The Radiation Era

The Radiation Era lasted from about three minutes to 300,000 years after the Big Bang, and is that period in the development of the Universe when it was opaque to radiation. During this period matter and radiation were essentially in equilibrium, as in the interior of stars. Photons are repeatedly absorbed and re - emitted. During the early part of the radiation era nucleosynthesis occurred, with light nuclei forming – hydrogen, helium, lithium, but the latter part is very unexciting – the Universe growing larger and cooling.

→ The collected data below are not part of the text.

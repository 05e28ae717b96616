//! Criterion micro-benchmarks for stencil evaluation and seeding.

use criterion::{black_box, criterion_group, criterion_main, Criterion};
use ripple_core::Grid;
use ripple_seed::RandomLayout;
use ripple_stencil::Stencil;

fn make_grid(n: usize) -> Grid {
    Grid::from_fn(n, n, |r, c| ((r * 31 + c * 17) % 97) as f64 / 97.0).unwrap()
}

/// Benchmark: Laplacian over every cell of a 100x100 grid.
fn bench_laplacian_10k(c: &mut Criterion) {
    let grid = make_grid(100);
    let stencil = Stencil::new(&grid, 0.01);

    c.bench_function("laplacian_10k", |b| {
        b.iter(|| {
            let mut acc = 0.0;
            for i in 0..100i64 {
                for j in 0..100i64 {
                    acc += stencil.laplacian(i, j);
                }
            }
            black_box(acc);
        });
    });
}

/// Benchmark: first derivatives on the wrap-around border only.
fn bench_border_gradients(c: &mut Criterion) {
    let grid = make_grid(100);
    let stencil = Stencil::new(&grid, 0.01);

    c.bench_function("border_gradients_400", |b| {
        b.iter(|| {
            let mut acc = 0.0;
            for k in 0..100i64 {
                acc += stencil.ddx(0, k) + stencil.ddy(0, k);
                acc += stencil.ddx(99, k) + stencil.ddy(99, k);
                acc += stencil.ddx(k, 0) + stencil.ddy(k, 0);
                acc += stencil.ddx(k, 99) + stencil.ddy(k, 99);
            }
            black_box(acc);
        });
    });
}

/// Benchmark: default 100-peak layout sampled onto 100x100.
fn bench_seed_10k(c: &mut Criterion) {
    let layout = RandomLayout::builder().build().unwrap();

    c.bench_function("seed_100_peaks_10k", |b| {
        b.iter(|| {
            let grid = layout.generate(100, 100, 42).unwrap().to_grid(100, 100).unwrap();
            black_box(&grid);
        });
    });
}

criterion_group!(
    benches,
    bench_laplacian_10k,
    bench_border_gradients,
    bench_seed_10k
);
criterion_main!(benches);
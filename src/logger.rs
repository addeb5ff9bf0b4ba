//! Terminal output: colored log lines and the overwriting status block.
//!
//! - `log!` / `debug!` print one line with a colored `[module]` prefix
//! - `WatchStatus` keeps a single status block that each update replaces
//!
//! ```ignore
//! log!("watch"; "watching {} files", count);
//! debug!("preview"; "build #{} started", revision);
//! logger::status_error("build #3 failed", "Could not resolve module \"react\"");
//! ```

use crossterm::{
    cursor, execute,
    terminal::{Clear, ClearType},
};
use owo_colors::OwoColorize;
use parking_lot::Mutex;
use std::{
    io::{Write, stdout},
    sync::LazyLock,
    sync::atomic::{AtomicBool, Ordering},
};

/// Global verbose flag (set by --verbose CLI argument)
static VERBOSE: AtomicBool = AtomicBool::new(false);

pub fn set_verbose(v: bool) {
    VERBOSE.store(v, Ordering::SeqCst);
}

pub fn is_verbose() -> bool {
    VERBOSE.load(Ordering::SeqCst)
}

// ============================================================================
// Log Macros
// ============================================================================

/// Log a message with a colored module prefix
///
/// ```ignore
/// log!("module"; "message with {} formatting", args);
/// ```
#[macro_export]
macro_rules! log {
    ($module:expr; $($arg:tt)*) => {{
        $crate::logger::log($module, &format!($($arg)*))
    }};
}

/// Log a debug message (only shown when --verbose is enabled)
#[macro_export]
macro_rules! debug {
    ($module:expr; $($arg:tt)*) => {{
        if $crate::logger::is_verbose() {
            $crate::logger::log($module, &format!($($arg)*))
        }
    }};
}

/// Log a message with a colored module prefix
pub fn log(module: &str, message: &str) {
    let prefix = colorize_prefix(module);

    let mut stdout = stdout().lock();
    execute!(stdout, Clear(ClearType::UntilNewLine)).ok();
    writeln!(stdout, "{prefix} {message}").ok();
    stdout.flush().ok();

    // A log line breaks the status block; start a fresh one below it
    WATCH_STATUS.lock().forget();
}

fn colorize_prefix(module: &str) -> String {
    let prefix = format!("[{module}]");
    match module.to_ascii_lowercase().as_str() {
        "preview" => prefix.bright_blue().bold().to_string(),
        "watch" => prefix.bright_green().bold().to_string(),
        "error" => prefix.bright_red().bold().to_string(),
        "mount" => prefix.bright_magenta().bold().to_string(),
        _ => prefix.bright_yellow().bold().to_string(),
    }
}

// ============================================================================
// Watch Status (single block with overwrite)
// ============================================================================

/// Current UTC time as HH:MM:SS
fn now() -> String {
    use std::time::SystemTime;
    let secs = SystemTime::now()
        .duration_since(SystemTime::UNIX_EPOCH)
        .map(|d| d.as_secs())
        .unwrap_or(0);
    clock(secs)
}

fn clock(secs: u64) -> String {
    let hours = (secs / 3600) % 24;
    let minutes = (secs / 60) % 60;
    let seconds = secs % 60;
    format!("{hours:02}:{minutes:02}:{seconds:02}")
}

/// Terminal lines a message occupies.
fn line_count(message: &str) -> usize {
    message.matches('\n').count() + 1
}

/// Status block for watch mode.
///
/// Every update clears the previous block first, so the terminal always
/// shows the latest preview state and nothing else.
pub struct WatchStatus {
    /// Lines of previous output to clear
    last_lines: usize,
}

static WATCH_STATUS: LazyLock<Mutex<WatchStatus>> =
    LazyLock::new(|| Mutex::new(WatchStatus::new()));

impl WatchStatus {
    pub const fn new() -> Self {
        Self { last_lines: 0 }
    }

    /// ✓ prefix, green.
    pub fn success(&mut self, message: &str) {
        self.display(format!("{}", "✓".green()), message);
    }

    /// ✗ prefix, red, detail on the following lines.
    pub fn error(&mut self, summary: &str, detail: &str) {
        let message = if detail.is_empty() {
            summary.to_string()
        } else {
            format!("{summary}\n{detail}")
        };
        self.display(format!("{}", "✗".red()), &message);
    }

    /// Plain multi-line block (the panel view).
    pub fn block(&mut self, text: &str) {
        self.display(String::new(), text);
    }

    fn display(&mut self, symbol: String, message: &str) {
        let mut stdout = stdout().lock();

        if self.last_lines > 0 {
            #[allow(clippy::cast_possible_truncation)]
            let lines = self.last_lines as u16;
            execute!(stdout, cursor::MoveUp(lines)).ok();
            execute!(stdout, Clear(ClearType::FromCursorDown)).ok();
        }

        let timestamp = format!("[{}]", now()).dimmed().to_string();
        let line = if symbol.is_empty() {
            format!("{timestamp} {message}")
        } else {
            format!("{timestamp} {symbol} {message}")
        };

        writeln!(stdout, "{line}").ok();
        stdout.flush().ok();

        self.last_lines = line_count(message);
    }

    /// Keep the current block on screen; the next update starts below it.
    fn forget(&mut self) {
        self.last_lines = 0;
    }
}

pub fn status_success(message: &str) {
    WATCH_STATUS.lock().success(message);
}

pub fn status_error(summary: &str, detail: &str) {
    WATCH_STATUS.lock().error(summary, detail);
}

pub fn status_block(text: &str) {
    WATCH_STATUS.lock().block(text);
}

// ============================================================================
// Tests
// ============================================================================

#[cfg(test)]
mod tests {
    use super::*;

    #[test]
    fn test_watch_status_new() {
        let status = WatchStatus::new();
        assert_eq!(status.last_lines, 0);
    }

    #[test]
    fn test_line_count() {
        assert_eq!(line_count("build #1 rendered"), 1);
        assert_eq!(line_count("build #2 failed\nCould not resolve module \"react\""), 2);
        assert_eq!(line_count("a\nb\nc\n"), 4);
    }

    #[test]
    fn test_clock() {
        assert_eq!(clock(0), "00:00:00");
        assert_eq!(clock(3661), "01:01:01");
        // Wraps at midnight
        assert_eq!(clock(86400 + 59), "00:00:59");
    }

    #[test]
    fn test_forget_keeps_block() {
        let mut status = WatchStatus { last_lines: 3 };
        status.forget();
        assert_eq!(status.last_lines, 0);
    }
}
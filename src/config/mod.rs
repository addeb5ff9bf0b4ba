//! Playground configuration from `kitchen.toml`.
//!
//! # Module Structure
//!
//! ```text
//! config/
//! ├── section/       # [playground], [preview]
//! ├── types/         # ConfigError, ConfigDiagnostics, FieldPath
//! ├── util.rs        # Config discovery, path expansion
//! └── mod.rs         # KitchenConfig (this file)
//! ```
//!
//! # Sections
//!
//! | Section        | Purpose                                          |
//! |----------------|--------------------------------------------------|
//! | `[playground]` | Label, layout, debounce, fullscreen target       |
//! | `[preview]`    | Preview command and staging directory            |
//! | `[resolve]`    | Bare module specifier → path or URL              |

pub mod section;
pub mod types;
mod util;

use util::{expand_path, find_config_file};

pub use section::{PlaygroundConfig, PreviewConfig};
pub use types::{ConfigDiagnostic, ConfigDiagnostics, ConfigError, FieldPath};

use crate::cli::{Cli, SessionArgs};
use crate::core::FileSet;
use crate::log;
use crate::provider::Resolver;
use crate::session::SessionOptions;
use anyhow::{Context, Result};
use serde::{Deserialize, Serialize};
use std::{
    collections::BTreeMap,
    fs,
    path::{Path, PathBuf},
    time::Duration,
};

// ============================================================================
// root configuration
// ============================================================================

/// Root configuration structure representing kitchen.toml
#[derive(Debug, Clone, Default, Serialize, Deserialize)]
pub struct KitchenConfig {
    /// Absolute path to the config file; empty when none was found
    #[serde(skip)]
    pub config_path: PathBuf,

    /// Directory relative paths are resolved against
    #[serde(skip)]
    pub root: PathBuf,

    #[serde(default)]
    pub playground: PlaygroundConfig,

    #[serde(default)]
    pub preview: PreviewConfig,

    /// Module specifier → location handed to the preview command
    #[serde(default)]
    pub resolve: BTreeMap<String, String>,
}

impl KitchenConfig {
    /// Load configuration for a CLI invocation.
    ///
    /// Searches upward from cwd. A missing config file is not an error as
    /// long as the result validates (nothing to build without a command).
    pub fn load(cli: &Cli) -> Result<Self> {
        let cwd = std::env::current_dir().context("Failed to get current working directory")?;

        let mut config = match find_config_file(&cli.config, &cwd) {
            Some(path) => {
                let mut config = Self::from_path(&path)?;
                config.config_path = crate::utils::path::normalize_path(&path);
                config
            }
            None => {
                crate::debug!("config"; "{} not found, using defaults", cli.config.display());
                Self::default()
            }
        };

        let root = config
            .config_path
            .parent()
            .map(Path::to_path_buf)
            .unwrap_or(cwd);
        config.finalize(&root, cli.command.session());
        config.validate()?;
        Ok(config)
    }

    /// Parse configuration from TOML string
    pub fn from_str(content: &str) -> Result<Self> {
        let config: Self = toml::from_str(content).map_err(ConfigError::Toml)?;
        Ok(config)
    }

    /// Load configuration from file path with unknown field detection.
    fn from_path(path: &Path) -> Result<Self> {
        let content =
            fs::read_to_string(path).map_err(|err| ConfigError::Io(path.to_path_buf(), err))?;

        let (config, ignored) = Self::parse_with_ignored(&content)
            .with_context(|| format!("in {}", path.display()))?;

        if !ignored.is_empty() {
            Self::print_unknown_fields_warning(&ignored, path);
        }

        Ok(config)
    }

    /// Parse TOML content, collecting any unknown fields.
    fn parse_with_ignored(content: &str) -> Result<(Self, Vec<String>), ConfigError> {
        let mut ignored = Vec::new();
        let deserializer = toml::Deserializer::new(content);
        let config = serde_ignored::deserialize(deserializer, |path: serde_ignored::Path| {
            ignored.push(path.to_string());
        })?;
        Ok((config, ignored))
    }

    fn print_unknown_fields_warning(fields: &[String], path: &Path) {
        let display_path = path
            .file_name()
            .map(|n| n.to_string_lossy())
            .unwrap_or_else(|| path.to_string_lossy());
        log!("warning"; "unknown fields in {}, ignoring:", display_path);
        for field in fields {
            eprintln!("- {}", field);
        }
    }

    /// Resolve paths and apply CLI overrides.
    fn finalize(&mut self, root: &Path, args: &SessionArgs) {
        self.root = crate::utils::path::normalize_path(root);
        self.preview.cache_dir = expand_path(&self.preview.cache_dir, &self.root);
        self.apply_session_args(args);
    }

    fn apply_session_args(&mut self, args: &SessionArgs) {
        let playground = &mut self.playground;
        if args.name.is_some() {
            playground.name = args.name.clone();
        }
        Self::update_option(&mut playground.live, args.live.as_ref());
        Self::update_option(&mut playground.orientation, args.dir.as_ref());
        Self::update_option(&mut playground.debounce_ms, args.debounce.as_ref());
    }

    /// Update config option if CLI value is provided.
    fn update_option<T: Clone>(config_option: &mut T, cli_option: Option<&T>) {
        if let Some(option) = cli_option {
            *config_option = option.clone();
        }
    }

    // ========================================================================
    // validation
    // ========================================================================

    /// Collects all validation errors and returns them at once.
    pub fn validate(&self) -> Result<()> {
        let mut diag = ConfigDiagnostics::new();

        self.playground.validate(&mut diag);
        self.preview.validate(&mut diag);
        for (specifier, location) in &self.resolve {
            if specifier.trim().is_empty() || location.trim().is_empty() {
                diag.error(
                    FieldPath::new("resolve"),
                    format!("empty entry `{specifier}` = `{location}`"),
                );
            }
        }

        diag.print_warnings();
        diag.into_result()
            .map_err(|e| ConfigError::Diagnostics(e).into())
    }

    // ========================================================================
    // session wiring
    // ========================================================================

    pub fn resolver(&self) -> Resolver {
        if self.resolve.is_empty() {
            Resolver::none()
        } else {
            Resolver::from_map(self.resolve.clone())
        }
    }

    /// Mount options for a session over `files`.
    pub fn session_options(&self, files: FileSet) -> SessionOptions {
        let playground = &self.playground;
        let mut options = SessionOptions::new(files)
            .resolver(self.resolver())
            .live(playground.live)
            .orientation(playground.orientation)
            .debounce(Duration::from_millis(playground.debounce_ms))
            .retention(playground.error_retention);

        if let Some(name) = &playground.name {
            options = options.name(name);
        }
        if let Some(class_name) = &playground.class_name {
            options = options.class_name(class_name);
        }
        if let Some(style) = &playground.style {
            options = options.style(style);
        }
        if let Some(target) = playground.portal_target() {
            options = options.portal(target);
        }
        options
    }
}

// ============================================================================
// Test Helpers (available to all modules via `use crate::config::test_*`)
// ============================================================================

/// Parse config, panicking on unknown fields (to catch typos in tests).
#[cfg(test)]
pub fn test_parse_config(content: &str) -> KitchenConfig {
    let (parsed, ignored) = KitchenConfig::parse_with_ignored(content).unwrap();
    assert!(
        ignored.is_empty(),
        "test config has unknown fields: {:?}",
        ignored
    );
    parsed
}

// ============================================================================
// tests
// ============================================================================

For the rest of the Radiation Era (a period of 300,000 years) the matter in the Universe remained fully ionized, continuing to expand. The entire universe was a plasma of freely moving protons, neutrons, light nuclei and electrons, just as one finds in stars today. Plasma, considered the fourth state of matter (after solid, liquid, and gas) is a state of charged ions (atomic nuclei) and electrons with photons scattering off them and re - ionized any atoms that had formed. There are no atoms as exist normally - i.e. electrons orbiting a nucleus, because the heat is so great that any electrons are automatically stripped away. At some point – around 300,000 years after the Big Bang - the energy density of radiation will fall below that of matter, and the temperature will cool so that radiation and matter are no longer in equilibrium.

The Universe is now transparent to radiation, and the matter dominated era has begun.